Look through the records and copy every line in which "upstream" appears.

* * * *

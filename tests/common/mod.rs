//! Integration test infrastructure.
//!
//! Runs the real `hatcogd` binary between a fake IRC server and test
//! clients speaking the internal protocol.

pub mod client;
pub mod daemon;
pub mod upstream;

#[allow(unused_imports)]
pub use client::TestClient;
#[allow(unused_imports)]
pub use daemon::TestDaemon;
#[allow(unused_imports)]
pub use upstream::{FakeUpstream, UpstreamConn};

* * * *

* THE ANSWER:
pub mod upstream;
pub use upstream::{FakeUpstream, UpstreamConn};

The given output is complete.